▸ Problem to solve:
Tell how many lines in the data below contain "fallback", using one number as the whole reply.

━━━ Data shown ━━━

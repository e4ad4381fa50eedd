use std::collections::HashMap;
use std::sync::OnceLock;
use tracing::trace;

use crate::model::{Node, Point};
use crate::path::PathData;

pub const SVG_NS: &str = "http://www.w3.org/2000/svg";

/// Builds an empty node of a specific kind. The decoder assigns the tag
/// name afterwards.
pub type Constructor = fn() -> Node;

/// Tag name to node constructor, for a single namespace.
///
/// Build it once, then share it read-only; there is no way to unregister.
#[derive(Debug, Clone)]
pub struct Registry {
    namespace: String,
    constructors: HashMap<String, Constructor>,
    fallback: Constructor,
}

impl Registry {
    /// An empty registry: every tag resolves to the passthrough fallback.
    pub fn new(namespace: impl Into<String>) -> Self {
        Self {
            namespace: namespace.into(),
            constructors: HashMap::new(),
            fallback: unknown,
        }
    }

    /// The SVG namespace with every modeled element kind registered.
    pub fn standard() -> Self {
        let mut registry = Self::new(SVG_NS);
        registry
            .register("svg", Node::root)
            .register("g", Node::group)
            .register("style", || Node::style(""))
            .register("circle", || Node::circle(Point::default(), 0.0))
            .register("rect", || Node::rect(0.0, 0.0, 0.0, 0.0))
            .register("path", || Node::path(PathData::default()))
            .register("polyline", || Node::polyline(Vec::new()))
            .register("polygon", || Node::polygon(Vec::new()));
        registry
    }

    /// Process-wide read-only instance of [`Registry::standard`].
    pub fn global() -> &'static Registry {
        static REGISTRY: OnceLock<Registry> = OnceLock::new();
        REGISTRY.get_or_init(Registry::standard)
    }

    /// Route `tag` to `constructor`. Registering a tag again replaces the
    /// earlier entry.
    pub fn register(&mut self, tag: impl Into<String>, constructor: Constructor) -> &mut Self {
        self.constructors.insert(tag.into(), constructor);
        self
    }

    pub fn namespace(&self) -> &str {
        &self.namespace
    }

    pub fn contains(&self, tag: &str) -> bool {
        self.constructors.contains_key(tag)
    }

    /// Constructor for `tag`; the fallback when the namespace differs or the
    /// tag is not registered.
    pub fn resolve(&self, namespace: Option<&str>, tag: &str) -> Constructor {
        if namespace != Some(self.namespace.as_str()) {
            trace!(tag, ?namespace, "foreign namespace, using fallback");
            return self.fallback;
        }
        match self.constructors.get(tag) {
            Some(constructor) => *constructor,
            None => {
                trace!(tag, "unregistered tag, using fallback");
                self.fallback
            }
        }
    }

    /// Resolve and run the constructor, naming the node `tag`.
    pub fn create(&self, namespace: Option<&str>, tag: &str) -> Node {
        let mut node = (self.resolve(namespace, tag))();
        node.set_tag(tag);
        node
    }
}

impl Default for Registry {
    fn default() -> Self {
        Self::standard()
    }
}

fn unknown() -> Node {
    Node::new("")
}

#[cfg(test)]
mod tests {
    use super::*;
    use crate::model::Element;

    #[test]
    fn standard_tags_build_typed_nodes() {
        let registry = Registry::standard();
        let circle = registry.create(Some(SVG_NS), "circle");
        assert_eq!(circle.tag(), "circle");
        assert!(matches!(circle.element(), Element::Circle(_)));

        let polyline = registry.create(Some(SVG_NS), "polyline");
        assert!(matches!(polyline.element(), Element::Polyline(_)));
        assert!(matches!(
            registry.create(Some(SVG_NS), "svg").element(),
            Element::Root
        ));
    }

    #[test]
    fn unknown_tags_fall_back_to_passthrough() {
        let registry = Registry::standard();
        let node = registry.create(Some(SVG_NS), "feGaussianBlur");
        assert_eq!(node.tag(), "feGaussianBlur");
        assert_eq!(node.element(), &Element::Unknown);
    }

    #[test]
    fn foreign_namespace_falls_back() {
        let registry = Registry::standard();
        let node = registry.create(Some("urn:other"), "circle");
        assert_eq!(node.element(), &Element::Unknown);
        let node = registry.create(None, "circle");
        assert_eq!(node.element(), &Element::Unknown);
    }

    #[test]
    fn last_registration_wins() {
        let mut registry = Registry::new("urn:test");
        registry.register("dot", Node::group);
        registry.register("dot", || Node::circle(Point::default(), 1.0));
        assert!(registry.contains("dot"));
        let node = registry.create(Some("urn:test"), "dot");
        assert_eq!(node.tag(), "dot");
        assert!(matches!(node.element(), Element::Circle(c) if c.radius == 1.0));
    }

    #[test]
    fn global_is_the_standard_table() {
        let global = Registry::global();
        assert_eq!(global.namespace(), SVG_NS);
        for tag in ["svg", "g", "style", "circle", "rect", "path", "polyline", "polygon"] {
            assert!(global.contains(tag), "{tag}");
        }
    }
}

━━━
━━━ Data shown ━━━

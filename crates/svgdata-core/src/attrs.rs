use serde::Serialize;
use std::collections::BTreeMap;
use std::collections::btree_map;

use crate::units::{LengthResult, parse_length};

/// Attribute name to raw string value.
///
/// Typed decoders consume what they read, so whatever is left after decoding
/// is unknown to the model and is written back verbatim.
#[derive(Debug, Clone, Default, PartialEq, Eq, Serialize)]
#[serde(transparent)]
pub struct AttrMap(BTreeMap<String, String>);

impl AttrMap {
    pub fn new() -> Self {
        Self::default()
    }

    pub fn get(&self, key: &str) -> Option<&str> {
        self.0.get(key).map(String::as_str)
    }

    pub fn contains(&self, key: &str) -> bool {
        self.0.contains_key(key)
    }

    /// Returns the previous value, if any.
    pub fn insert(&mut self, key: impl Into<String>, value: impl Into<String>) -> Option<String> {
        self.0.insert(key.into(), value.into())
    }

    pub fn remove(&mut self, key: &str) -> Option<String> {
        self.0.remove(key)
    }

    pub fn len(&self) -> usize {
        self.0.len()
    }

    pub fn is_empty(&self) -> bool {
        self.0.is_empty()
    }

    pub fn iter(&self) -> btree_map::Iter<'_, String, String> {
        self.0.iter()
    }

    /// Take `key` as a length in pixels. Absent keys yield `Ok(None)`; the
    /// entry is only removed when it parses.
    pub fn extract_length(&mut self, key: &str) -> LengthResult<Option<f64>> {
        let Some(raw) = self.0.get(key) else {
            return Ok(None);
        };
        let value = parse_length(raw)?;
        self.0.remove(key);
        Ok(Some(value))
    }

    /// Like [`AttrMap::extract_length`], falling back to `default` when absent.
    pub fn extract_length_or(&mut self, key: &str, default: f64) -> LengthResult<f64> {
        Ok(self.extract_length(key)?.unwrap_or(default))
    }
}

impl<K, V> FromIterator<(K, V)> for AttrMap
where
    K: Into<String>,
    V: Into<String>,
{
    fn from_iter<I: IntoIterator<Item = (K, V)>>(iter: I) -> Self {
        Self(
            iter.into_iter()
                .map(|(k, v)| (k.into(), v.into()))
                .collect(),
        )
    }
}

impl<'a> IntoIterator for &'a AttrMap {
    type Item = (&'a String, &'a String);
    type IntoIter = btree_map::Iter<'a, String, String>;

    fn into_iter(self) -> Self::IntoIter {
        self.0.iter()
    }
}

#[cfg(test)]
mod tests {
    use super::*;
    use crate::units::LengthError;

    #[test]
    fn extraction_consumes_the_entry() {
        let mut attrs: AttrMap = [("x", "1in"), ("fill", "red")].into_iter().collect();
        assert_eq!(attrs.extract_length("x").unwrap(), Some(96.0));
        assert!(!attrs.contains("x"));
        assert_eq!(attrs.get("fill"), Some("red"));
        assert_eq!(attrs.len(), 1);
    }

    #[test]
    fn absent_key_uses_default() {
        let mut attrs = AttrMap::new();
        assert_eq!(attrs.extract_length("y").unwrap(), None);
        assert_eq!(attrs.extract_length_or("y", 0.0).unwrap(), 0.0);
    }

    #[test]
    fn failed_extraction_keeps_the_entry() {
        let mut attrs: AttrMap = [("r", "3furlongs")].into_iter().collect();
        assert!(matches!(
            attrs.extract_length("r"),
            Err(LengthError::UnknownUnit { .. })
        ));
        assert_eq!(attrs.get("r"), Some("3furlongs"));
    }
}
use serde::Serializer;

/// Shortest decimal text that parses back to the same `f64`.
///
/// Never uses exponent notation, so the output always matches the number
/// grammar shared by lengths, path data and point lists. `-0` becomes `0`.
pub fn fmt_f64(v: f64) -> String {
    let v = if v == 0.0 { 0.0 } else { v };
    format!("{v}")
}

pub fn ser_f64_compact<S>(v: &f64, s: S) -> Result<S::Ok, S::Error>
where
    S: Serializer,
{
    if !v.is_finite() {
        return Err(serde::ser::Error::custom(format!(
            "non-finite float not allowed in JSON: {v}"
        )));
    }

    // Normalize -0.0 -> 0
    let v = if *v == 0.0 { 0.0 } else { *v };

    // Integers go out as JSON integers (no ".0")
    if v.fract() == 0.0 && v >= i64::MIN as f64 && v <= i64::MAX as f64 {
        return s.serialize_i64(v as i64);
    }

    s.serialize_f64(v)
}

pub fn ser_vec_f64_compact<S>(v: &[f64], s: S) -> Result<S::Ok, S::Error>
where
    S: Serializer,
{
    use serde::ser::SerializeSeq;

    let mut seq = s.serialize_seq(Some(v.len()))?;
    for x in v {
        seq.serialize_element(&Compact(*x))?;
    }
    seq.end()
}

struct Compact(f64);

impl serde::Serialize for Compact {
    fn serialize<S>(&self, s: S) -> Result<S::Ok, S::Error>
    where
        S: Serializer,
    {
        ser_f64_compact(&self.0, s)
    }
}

━━━

▸ Written response:
8